◆ WORK TASK ◆
Out of the entries that follow, copy each line containing "Option".

◆ ENTRIES SHOWN ◆
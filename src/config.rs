//! Daemon configuration.
//!
//! The config file keeps the camelCase keys of the legacy `config.json` so an
//! existing box can be pointed at it unchanged; `.toml` files use the same
//! key names.

use crate::error::BoxError;
use crate::shortcuts::MatchRule;
use anyhow::{Context, Result};
use serde::{Deserialize, Serialize};
use std::collections::{HashMap, HashSet};
use std::fs;
use std::path::{Path, PathBuf};
use std::time::Duration;

#[derive(Debug, Clone, Serialize, Deserialize)]
#[serde(rename_all = "camelCase")]
pub struct BoxConfig {
    // Player daemon
    #[serde(default = "default_host")]
    pub host: String,
    #[serde(default = "default_port")]
    pub port: u16,
    #[serde(default)]
    pub pwd: Option<String>,
    #[serde(default = "default_close_after")]
    pub close_after_seconds: f64,

    // Filesystem layout
    #[serde(default)]
    pub base_dir: Option<PathBuf>,
    #[serde(default = "default_audio_dir")]
    pub audio_dir: PathBuf,
    #[serde(default = "default_shortcuts_dir")]
    pub shortcuts_dir: PathBuf,
    #[serde(default)]
    pub recordings_dir: Option<PathBuf>,
    #[serde(default)]
    pub scan_match: MatchRule,

    // Playback policy
    #[serde(default = "default_volume_steps")]
    pub volume_steps: u8,
    #[serde(default)]
    pub min_volume: Option<u8>,
    #[serde(default)]
    pub max_volume: Option<u8>,
    #[serde(default)]
    pub initial_volume: Option<u8>,
    #[serde(default, rename = "muteTimeoutS")]
    pub mute_timeout_s: Option<f64>,
    #[serde(default = "default_true")]
    pub save_pos: bool,
    #[serde(default = "default_alsa_device")]
    pub alsa_audio_device: String,
    /// Rescan the library before a `music` folder is queued, and wait for it.
    /// The MPD client cannot limit the rescan to one folder, so on a large
    /// library every folder start waits for a full update; turn this off
    /// when new content only arrives through `sync`.
    #[serde(default = "default_true")]
    pub update_before_playing: bool,
    #[serde(default, rename = "startupfolder")]
    pub startup_folder: Option<PathBuf>,
    #[serde(default)]
    pub sound_effects: HashMap<String, PathBuf>,
    #[serde(default = "default_sync_script")]
    pub sync_script: String,
    #[serde(default = "default_sync_poll")]
    pub sync_poll_seconds: f64,

    // RFID readers
    #[serde(default)]
    pub rfid_reader_names: Vec<String>,
    #[serde(default, rename = "latestRFIDFile")]
    pub latest_rfid_file: Option<PathBuf>,
    #[serde(default)]
    pub same_card_delay: HashMap<String, f64>,
    #[serde(default, rename = "lockCardIDs")]
    pub lock_card_ids: HashSet<String>,
    #[serde(default, rename = "unlockCardIDs")]
    pub unlock_card_ids: HashSet<String>,
    #[serde(default, rename = "toggleLockCardIDs")]
    pub toggle_lock_card_ids: HashSet<String>,
    #[serde(default)]
    pub rfid_locked: bool,
    #[serde(default)]
    pub jump_cards: HashMap<String, u8>,

    // IR remote
    #[serde(default)]
    pub lirc: bool,
    #[serde(default, rename = "lircdevice")]
    pub lirc_device: Option<String>,
    #[serde(default)]
    pub lock_keys: HashSet<String>,
    #[serde(default)]
    pub unlock_keys: HashSet<String>,
    #[serde(default)]
    pub toggle_lock_keys: HashSet<String>,
    #[serde(default)]
    pub lirc_locked: bool,

    #[serde(default = "default_log_file")]
    pub log_file: PathBuf,
}

fn default_host() -> String {
    "localhost".to_string()
}

fn default_port() -> u16 {
    6600
}

fn default_close_after() -> f64 {
    7.0
}

fn default_audio_dir() -> PathBuf {
    PathBuf::from("shared/audiofolders")
}

fn default_shortcuts_dir() -> PathBuf {
    PathBuf::from("shared/shortcuts")
}

fn default_volume_steps() -> u8 {
    5
}

fn default_true() -> bool {
    true
}

fn default_alsa_device() -> String {
    "default".to_string()
}

fn default_sync_script() -> String {
    "./sync-this-phoniebox.sh".to_string()
}

fn default_sync_poll() -> f64 {
    2.0
}

fn default_log_file() -> PathBuf {
    PathBuf::from("/var/tmp/radio.log")
}

impl Default for BoxConfig {
    fn default() -> Self {
        Self {
            host: default_host(),
            port: default_port(),
            pwd: None,
            close_after_seconds: default_close_after(),
            base_dir: None,
            audio_dir: default_audio_dir(),
            shortcuts_dir: default_shortcuts_dir(),
            recordings_dir: None,
            scan_match: MatchRule::default(),
            volume_steps: default_volume_steps(),
            min_volume: None,
            max_volume: None,
            initial_volume: None,
            mute_timeout_s: None,
            save_pos: true,
            alsa_audio_device: default_alsa_device(),
            update_before_playing: true,
            startup_folder: None,
            sound_effects: HashMap::new(),
            sync_script: default_sync_script(),
            sync_poll_seconds: default_sync_poll(),
            rfid_reader_names: Vec::new(),
            latest_rfid_file: None,
            same_card_delay: HashMap::new(),
            lock_card_ids: HashSet::new(),
            unlock_card_ids: HashSet::new(),
            toggle_lock_card_ids: HashSet::new(),
            rfid_locked: false,
            jump_cards: HashMap::new(),
            lirc: false,
            lirc_device: None,
            lock_keys: HashSet::new(),
            unlock_keys: HashSet::new(),
            toggle_lock_keys: HashSet::new(),
            lirc_locked: false,
            log_file: default_log_file(),
        }
    }
}

/// Absolute locations of everything the daemon reads and writes.
#[derive(Debug, Clone, PartialEq)]
pub struct BoxLayout {
    pub base_dir: PathBuf,
    pub audio_dir: PathBuf,
    pub shortcuts_dir: PathBuf,
    pub recordings_dir: PathBuf,
}

impl BoxLayout {
    pub fn new(base_dir: impl Into<PathBuf>) -> Self {
        let base_dir = base_dir.into();
        let audio_dir = base_dir.join(default_audio_dir());
        Self {
            shortcuts_dir: base_dir.join(default_shortcuts_dir()),
            recordings_dir: audio_dir.join("Recordings"),
            audio_dir,
            base_dir,
        }
    }
}

impl BoxConfig {
    pub fn get_config_dir() -> PathBuf {
        let mut path = dirs::config_dir().unwrap_or_else(|| PathBuf::from("."));
        path.push("radiobox");
        path
    }

    pub fn get_config_path() -> PathBuf {
        Self::get_config_dir().join("config.toml")
    }

    /// Load `path`; `.json` is parsed as JSON, `.toml` (or no extension) as TOML.
    pub fn load(path: &Path) -> Result<Self> {
        let content = fs::read_to_string(path)
            .with_context(|| format!("Failed to read config {}", path.display()))?;

        let mut config: BoxConfig = match path.extension().and_then(|e| e.to_str()) {
            Some("json") => serde_json::from_str(&content)
                .with_context(|| format!("Invalid JSON config {}", path.display()))?,
            Some("toml") | None => toml::from_str(&content)
                .with_context(|| format!("Invalid TOML config {}", path.display()))?,
            Some(_) => return Err(BoxError::UnsupportedConfigFormat(path.to_path_buf()).into()),
        };

        if config.base_dir.is_none() {
            let dir = path
                .parent()
                .filter(|p| !p.as_os_str().is_empty())
                .unwrap_or_else(|| Path::new("."));
            config.base_dir = Some(dir.canonicalize().unwrap_or_else(|_| dir.to_path_buf()));
        }

        Ok(config)
    }

    pub fn layout(&self) -> BoxLayout {
        let base_dir = self
            .base_dir
            .clone()
            .unwrap_or_else(|| PathBuf::from("."));
        let audio_dir = base_dir.join(&self.audio_dir);
        let recordings_dir = match &self.recordings_dir {
            Some(dir) => base_dir.join(dir),
            None => audio_dir.join("Recordings"),
        };

        BoxLayout {
            shortcuts_dir: base_dir.join(&self.shortcuts_dir),
            audio_dir,
            recordings_dir,
            base_dir,
        }
    }

    pub fn close_after(&self) -> Duration {
        Duration::from_secs_f64(self.close_after_seconds.max(0.0))
    }

    pub fn mute_timeout(&self) -> Option<Duration> {
        self.mute_timeout_s
            .filter(|s| *s > 0.0)
            .map(Duration::from_secs_f64)
    }

    pub fn sync_poll_interval(&self) -> Duration {
        Duration::from_secs_f64(self.sync_poll_seconds.max(0.0))
    }
}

◆ RESULT ◆
    pub pwd: Option<String>,
    pub base_dir: Option<PathBuf>,
    pub recordings_dir: Option<PathBuf>,
    pub min_volume: Option<u8>,
    pub max_volume: Option<u8>,
    pub initial_volume: Option<u8>,
    pub mute_timeout_s: Option<f64>,
    pub startup_folder: Option<PathBuf>,
    pub latest_rfid_file: Option<PathBuf>,
    pub lirc_device: Option<String>,
    pub fn mute_timeout(&self) -> Option<Duration> {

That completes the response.